[Stored dataset items]
Start of Block
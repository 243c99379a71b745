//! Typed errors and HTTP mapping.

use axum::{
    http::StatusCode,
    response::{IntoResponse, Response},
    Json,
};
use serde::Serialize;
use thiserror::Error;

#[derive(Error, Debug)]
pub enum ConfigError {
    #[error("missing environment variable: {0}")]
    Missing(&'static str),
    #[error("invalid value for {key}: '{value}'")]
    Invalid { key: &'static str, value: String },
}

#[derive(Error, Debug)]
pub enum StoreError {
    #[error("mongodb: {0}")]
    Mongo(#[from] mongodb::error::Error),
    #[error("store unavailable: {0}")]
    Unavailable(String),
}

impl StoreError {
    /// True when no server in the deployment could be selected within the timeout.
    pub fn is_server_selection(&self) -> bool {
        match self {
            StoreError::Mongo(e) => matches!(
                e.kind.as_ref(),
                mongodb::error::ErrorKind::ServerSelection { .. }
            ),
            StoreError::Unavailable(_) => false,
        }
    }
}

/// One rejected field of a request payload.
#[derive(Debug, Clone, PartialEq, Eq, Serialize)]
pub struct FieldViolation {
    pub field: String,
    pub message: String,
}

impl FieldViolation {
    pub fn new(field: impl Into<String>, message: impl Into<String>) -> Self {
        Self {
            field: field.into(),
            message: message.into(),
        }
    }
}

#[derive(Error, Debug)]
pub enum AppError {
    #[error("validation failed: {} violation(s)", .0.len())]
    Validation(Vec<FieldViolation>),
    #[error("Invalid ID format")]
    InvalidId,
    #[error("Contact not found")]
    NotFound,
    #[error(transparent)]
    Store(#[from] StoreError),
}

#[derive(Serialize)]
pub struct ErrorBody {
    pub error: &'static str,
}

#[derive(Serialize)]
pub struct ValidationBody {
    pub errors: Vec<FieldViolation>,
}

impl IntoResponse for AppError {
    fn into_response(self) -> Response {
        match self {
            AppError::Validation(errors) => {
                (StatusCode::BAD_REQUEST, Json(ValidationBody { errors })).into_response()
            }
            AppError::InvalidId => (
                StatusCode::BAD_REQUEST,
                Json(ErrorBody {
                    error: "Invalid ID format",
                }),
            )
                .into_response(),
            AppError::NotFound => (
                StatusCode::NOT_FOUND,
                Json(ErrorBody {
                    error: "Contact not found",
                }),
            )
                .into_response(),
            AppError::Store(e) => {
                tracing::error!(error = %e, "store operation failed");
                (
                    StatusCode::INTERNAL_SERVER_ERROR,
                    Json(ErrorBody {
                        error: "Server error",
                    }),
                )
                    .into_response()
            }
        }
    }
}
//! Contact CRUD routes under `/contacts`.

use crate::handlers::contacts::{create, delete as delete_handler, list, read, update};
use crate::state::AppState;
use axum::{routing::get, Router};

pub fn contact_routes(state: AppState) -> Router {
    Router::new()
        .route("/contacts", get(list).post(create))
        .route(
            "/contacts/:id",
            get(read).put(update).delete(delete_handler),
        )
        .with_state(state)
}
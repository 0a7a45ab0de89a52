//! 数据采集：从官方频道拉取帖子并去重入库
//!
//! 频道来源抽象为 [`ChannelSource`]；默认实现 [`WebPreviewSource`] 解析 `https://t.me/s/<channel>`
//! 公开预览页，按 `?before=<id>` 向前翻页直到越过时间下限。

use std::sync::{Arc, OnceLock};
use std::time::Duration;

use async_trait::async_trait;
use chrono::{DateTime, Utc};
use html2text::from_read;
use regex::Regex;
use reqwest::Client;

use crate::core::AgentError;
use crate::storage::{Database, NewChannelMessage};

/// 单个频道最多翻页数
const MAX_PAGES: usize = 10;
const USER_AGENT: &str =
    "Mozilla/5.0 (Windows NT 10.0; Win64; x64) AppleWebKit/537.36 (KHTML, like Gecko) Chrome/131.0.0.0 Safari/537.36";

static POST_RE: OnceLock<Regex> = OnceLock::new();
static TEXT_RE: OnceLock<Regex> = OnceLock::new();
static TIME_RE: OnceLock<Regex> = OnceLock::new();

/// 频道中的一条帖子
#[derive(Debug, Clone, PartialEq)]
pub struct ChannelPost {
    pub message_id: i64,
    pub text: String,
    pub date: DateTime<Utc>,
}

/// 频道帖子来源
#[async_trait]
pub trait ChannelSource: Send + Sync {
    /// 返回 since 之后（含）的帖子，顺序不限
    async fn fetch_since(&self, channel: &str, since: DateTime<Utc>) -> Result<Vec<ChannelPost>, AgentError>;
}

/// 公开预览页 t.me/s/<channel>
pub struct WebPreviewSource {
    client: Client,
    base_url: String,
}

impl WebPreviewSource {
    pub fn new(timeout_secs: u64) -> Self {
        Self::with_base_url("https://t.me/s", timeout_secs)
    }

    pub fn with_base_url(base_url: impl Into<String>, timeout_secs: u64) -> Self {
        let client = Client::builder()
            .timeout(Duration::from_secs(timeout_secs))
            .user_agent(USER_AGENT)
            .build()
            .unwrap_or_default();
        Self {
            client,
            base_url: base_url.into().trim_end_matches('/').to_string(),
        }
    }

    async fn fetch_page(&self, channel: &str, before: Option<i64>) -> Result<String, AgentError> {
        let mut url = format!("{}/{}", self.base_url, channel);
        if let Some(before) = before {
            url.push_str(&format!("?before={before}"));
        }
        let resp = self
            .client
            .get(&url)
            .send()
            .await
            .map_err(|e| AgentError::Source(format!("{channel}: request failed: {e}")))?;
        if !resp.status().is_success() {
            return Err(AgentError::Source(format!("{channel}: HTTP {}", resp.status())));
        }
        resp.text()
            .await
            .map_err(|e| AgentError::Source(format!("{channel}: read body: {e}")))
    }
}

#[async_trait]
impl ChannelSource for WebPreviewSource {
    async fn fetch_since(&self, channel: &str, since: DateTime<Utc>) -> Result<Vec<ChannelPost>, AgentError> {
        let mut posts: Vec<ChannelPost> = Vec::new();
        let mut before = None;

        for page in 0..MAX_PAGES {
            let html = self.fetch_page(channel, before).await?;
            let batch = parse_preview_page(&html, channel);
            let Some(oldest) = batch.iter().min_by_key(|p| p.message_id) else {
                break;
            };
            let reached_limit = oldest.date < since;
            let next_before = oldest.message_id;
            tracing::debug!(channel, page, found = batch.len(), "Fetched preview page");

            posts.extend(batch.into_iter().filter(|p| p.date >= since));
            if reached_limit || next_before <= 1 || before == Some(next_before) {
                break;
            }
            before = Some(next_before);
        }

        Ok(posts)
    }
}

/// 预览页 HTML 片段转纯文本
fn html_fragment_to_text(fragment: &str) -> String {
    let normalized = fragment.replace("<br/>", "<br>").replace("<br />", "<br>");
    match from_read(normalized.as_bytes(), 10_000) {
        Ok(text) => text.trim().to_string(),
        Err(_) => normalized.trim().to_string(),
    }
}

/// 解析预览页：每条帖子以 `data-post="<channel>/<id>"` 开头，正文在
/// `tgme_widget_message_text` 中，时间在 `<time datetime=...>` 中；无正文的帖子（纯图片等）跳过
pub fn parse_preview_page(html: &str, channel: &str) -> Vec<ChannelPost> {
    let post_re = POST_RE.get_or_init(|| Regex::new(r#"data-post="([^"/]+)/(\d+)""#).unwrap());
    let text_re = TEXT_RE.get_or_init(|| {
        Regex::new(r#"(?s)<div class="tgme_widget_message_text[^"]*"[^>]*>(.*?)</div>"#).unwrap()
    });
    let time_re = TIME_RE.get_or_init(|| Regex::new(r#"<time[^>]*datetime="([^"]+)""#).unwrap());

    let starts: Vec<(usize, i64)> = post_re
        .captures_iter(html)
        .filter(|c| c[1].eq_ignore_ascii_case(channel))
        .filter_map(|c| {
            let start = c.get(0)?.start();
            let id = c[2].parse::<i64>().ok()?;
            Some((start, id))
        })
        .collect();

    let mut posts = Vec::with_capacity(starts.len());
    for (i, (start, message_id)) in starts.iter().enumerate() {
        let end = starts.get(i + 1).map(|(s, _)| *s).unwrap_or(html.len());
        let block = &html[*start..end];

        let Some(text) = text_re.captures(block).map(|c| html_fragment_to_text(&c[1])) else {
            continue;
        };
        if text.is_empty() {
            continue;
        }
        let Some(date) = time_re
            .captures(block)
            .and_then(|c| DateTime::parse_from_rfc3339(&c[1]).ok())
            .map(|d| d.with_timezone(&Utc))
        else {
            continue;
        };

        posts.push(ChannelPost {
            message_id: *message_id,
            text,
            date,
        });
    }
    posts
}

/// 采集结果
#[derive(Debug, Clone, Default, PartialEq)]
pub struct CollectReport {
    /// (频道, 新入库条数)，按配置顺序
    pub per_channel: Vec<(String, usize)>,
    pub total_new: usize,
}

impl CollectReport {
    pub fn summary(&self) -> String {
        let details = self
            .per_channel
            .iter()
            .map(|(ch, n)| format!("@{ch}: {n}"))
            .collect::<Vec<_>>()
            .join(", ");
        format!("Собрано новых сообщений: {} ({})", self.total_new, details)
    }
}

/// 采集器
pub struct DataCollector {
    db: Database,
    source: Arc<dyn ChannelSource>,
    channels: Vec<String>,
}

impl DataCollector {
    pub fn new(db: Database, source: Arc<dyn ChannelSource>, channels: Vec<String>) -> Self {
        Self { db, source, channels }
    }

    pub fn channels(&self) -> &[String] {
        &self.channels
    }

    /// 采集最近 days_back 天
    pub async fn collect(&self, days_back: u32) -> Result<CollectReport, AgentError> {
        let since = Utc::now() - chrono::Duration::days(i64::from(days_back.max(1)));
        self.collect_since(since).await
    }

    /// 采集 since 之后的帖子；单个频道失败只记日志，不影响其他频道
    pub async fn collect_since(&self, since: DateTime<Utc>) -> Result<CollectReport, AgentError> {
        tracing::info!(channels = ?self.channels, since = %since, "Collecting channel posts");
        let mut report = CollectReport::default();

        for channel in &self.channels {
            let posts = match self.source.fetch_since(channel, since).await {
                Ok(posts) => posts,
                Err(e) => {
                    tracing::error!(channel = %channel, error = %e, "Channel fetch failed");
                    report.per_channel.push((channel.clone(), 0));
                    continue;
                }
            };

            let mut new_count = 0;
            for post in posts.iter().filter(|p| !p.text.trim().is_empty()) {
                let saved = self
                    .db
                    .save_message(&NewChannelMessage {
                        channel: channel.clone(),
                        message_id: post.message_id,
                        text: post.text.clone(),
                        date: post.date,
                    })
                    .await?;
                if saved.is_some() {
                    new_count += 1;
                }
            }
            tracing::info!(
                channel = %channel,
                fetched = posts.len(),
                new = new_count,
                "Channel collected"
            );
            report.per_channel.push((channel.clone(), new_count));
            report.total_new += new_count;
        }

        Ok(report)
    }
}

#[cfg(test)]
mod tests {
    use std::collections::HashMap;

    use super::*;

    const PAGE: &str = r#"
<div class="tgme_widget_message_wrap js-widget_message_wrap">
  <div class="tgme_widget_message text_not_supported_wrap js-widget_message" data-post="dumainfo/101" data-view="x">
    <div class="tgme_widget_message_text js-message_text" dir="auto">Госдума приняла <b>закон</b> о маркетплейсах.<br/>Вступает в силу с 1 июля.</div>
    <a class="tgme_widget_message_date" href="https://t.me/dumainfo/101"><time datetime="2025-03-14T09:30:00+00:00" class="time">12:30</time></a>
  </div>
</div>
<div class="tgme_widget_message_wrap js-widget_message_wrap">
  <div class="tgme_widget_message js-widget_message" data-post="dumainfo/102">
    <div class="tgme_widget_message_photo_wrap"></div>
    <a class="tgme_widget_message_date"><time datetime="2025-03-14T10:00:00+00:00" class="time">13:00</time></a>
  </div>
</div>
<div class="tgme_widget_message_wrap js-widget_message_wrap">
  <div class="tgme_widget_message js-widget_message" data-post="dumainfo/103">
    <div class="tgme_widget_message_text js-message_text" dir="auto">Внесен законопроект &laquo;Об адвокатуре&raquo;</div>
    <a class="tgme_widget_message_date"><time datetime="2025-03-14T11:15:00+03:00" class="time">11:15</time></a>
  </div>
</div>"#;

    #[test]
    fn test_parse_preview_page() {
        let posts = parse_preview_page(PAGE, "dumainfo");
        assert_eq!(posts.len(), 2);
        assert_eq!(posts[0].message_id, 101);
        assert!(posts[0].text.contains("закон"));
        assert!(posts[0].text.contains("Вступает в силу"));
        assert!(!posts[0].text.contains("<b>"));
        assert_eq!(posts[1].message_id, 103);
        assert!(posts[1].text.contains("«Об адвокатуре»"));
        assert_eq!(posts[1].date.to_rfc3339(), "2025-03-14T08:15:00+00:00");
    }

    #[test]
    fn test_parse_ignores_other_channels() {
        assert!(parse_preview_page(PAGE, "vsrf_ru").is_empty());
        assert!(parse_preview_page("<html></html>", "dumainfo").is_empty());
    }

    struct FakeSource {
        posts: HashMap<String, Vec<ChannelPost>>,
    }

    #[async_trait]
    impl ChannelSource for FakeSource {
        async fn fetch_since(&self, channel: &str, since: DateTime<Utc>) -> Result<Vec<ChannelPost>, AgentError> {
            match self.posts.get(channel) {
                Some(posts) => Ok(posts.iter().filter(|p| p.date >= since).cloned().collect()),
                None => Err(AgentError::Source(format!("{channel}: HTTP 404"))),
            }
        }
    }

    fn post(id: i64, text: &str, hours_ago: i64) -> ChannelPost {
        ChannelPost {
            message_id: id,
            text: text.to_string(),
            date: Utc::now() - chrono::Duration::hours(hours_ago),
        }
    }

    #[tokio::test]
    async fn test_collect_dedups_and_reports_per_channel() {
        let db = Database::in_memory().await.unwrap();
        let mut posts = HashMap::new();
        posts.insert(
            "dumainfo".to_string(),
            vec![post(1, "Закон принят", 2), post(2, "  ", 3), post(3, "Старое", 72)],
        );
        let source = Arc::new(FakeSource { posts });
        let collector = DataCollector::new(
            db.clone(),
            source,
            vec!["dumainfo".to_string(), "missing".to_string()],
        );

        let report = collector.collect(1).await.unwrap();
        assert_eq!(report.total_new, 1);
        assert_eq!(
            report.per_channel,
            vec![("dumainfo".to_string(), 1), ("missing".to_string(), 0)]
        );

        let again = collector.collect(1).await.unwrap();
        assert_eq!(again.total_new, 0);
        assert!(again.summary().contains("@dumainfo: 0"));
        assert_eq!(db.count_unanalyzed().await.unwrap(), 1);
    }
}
End of Block
Your instructions: Wherever the word "errors" occurs in the data above, copy the line it sits in.

Answer to this exercise:
//! Typed errors and HTTP mapping.
    pub errors: Vec<FieldViolation>,
            AppError::Validation(errors) => {
                (StatusCode::BAD_REQUEST, Json(ValidationBody { errors })).into_response()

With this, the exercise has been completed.